Units of measure are, of course, the aboriginal type system for pre-software hand calculation.. carrying units along to make sure you do not add apples to oranges { unless you know how to convert "apples" to "oranges" for some adapted metaphorical fruits.. e.g. orange section/segment/slices :-) }.
Just for curiosity, what Nim does that other languages with operator overloading wouldn't do? Aside from the "number.unit" syntax, you could do some trickery to get units comparison and conversions even on C++
Anything with a finite (200 is small even) number of units misses the algebraic structure of the problem mentioned in https://news.ycombinator.com/item?id=36988497 wherein multiplying|dividing two things gives you a (potentially) new unit which implies an open ended "space" of units.
To be concrete (hah!), in C++ a template meta-type with 12 signed integer parameters (6 numerators & 6 denominators for rational exponents of SI base units) might be one way to model it.
Unlike C++ template stuff, Nim macros (like Lisp macros) makes metaprogramming more like procedural programming - just against abstract syntax trees. I think that helps to shield some of this type complexity from users, but the documentation README https://github.com/SciNim/Unchained does better job than I can in an HN comment.
Of course, for unit system conversion, the number of dimensions (6 in SI, 3 in CGS/Gaussian) changes. So, for full generality you need compile-time (if you want static type integration/CT errors) linear algebra over a rational field (at least & conventionally) to project|inverse project. That might be theoretically possible in C++. I would think it very un-fun and unlikely to ever have been done. There's probably a Mathematica package, though.

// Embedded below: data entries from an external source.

//! Label → item resolution for entity-valued fields, units, and roles.

use std::collections::{BTreeMap, HashMap};

use crate::CoreError;
use crate::schema::ItemId;

/// Built-in Wikidata entities. Config `entities` entries extend or replace these.
const DEFAULT_ENTITIES: &[(&str, &str)] = &[
    ("supercomputer", "Q121117"),
    // units
    ("GB", "Q79738"),
    ("TB", "Q79741"),
    ("PB", "Q79744"),
    ("kW", "Q3249"),
    ("MW", "Q6982035"),
    ("GHz", "Q3276763"),
    ("GFlop/s", "Q3355198"),
    ("TFlop/s", "Q3355199"),
    ("PFlop/s", "Q3355200"),
    ("EFlop/s", "Q3355201"),
    // performance roles
    ("rmax", "Q67124296"),
    ("rpeak", "Q67124297"),
    // operating systems
    ("Linux", "Q388"),
    ("CentOS", "Q207542"),
    ("Red Hat Enterprise Linux", "Q215273"),
    ("SUSE Linux Enterprise Server", "Q1759336"),
    ("Cray Linux Environment", "Q5182722"),
    ("AIX", "Q269856"),
    // manufacturers
    ("IBM", "Q37156"),
    ("HPE", "Q20012808"),
    ("Hewlett Packard Enterprise", "Q20012808"),
    ("Cray Inc.", "Q1141473"),
    ("Fujitsu", "Q26708"),
    ("Lenovo", "Q210539"),
    ("Dell EMC", "Q27992768"),
    ("NVIDIA", "Q182477"),
    ("NEC", "Q219990"),
    ("Atos", "Q666893"),
    ("Sugon", "Q7635965"),
    ("Inspur", "Q6038117"),
];

fn normalize(label: &str) -> String {
    label
        .split_whitespace()
        .collect::<Vec<_>>()
        .join(" ")
        .to_lowercase()
}

/// Case- and whitespace-insensitive label lookup.
#[derive(Debug, Clone)]
pub struct EntityLookup {
    items: HashMap<String, ItemId>,
}

impl Default for EntityLookup {
    fn default() -> Self {
        let items = DEFAULT_ENTITIES
            .iter()
            .filter_map(|(label, id)| Some((normalize(label), id.parse().ok()?)))
            .collect();
        Self { items }
    }
}

impl EntityLookup {
    /// Lookup with no built-in entities.
    pub fn empty() -> Self {
        Self {
            items: HashMap::new(),
        }
    }

    /// Defaults plus `overrides` (label → `Q` id).
    pub fn with_overrides(overrides: &BTreeMap<String, String>) -> Result<Self, CoreError> {
        let mut lookup = Self::default();
        for (label, id) in overrides {
            lookup.insert(label, id.parse()?);
        }
        Ok(lookup)
    }

    pub fn insert(&mut self, label: &str, item: ItemId) {
        self.items.insert(normalize(label), item);
    }

    pub fn resolve(&self, label: &str) -> Option<&ItemId> {
        self.items.get(&normalize(label))
    }

    pub fn len(&self) -> usize {
        self.items.len()
    }

    pub fn is_empty(&self) -> bool {
        self.items.is_empty()
    }
}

EDIT: It seems that mp-units mentioned in a sibling comment has some rare support for varying unit systems (no GR or Planck ones, but at least "natural" & "hep" & not sure about system-conversion or just system-use). That lib also leans very heavily on many very modern C++ (C++20 & beyond) features, has constexpr everywhere in use cases. I am not sure I would say it shields users wonderfully or makes it seem like units are very ordinary types. Just looking at mp-units/example/VARIOUS.cpp makes it look syntactically very noisy, verbose, and a lot to learn.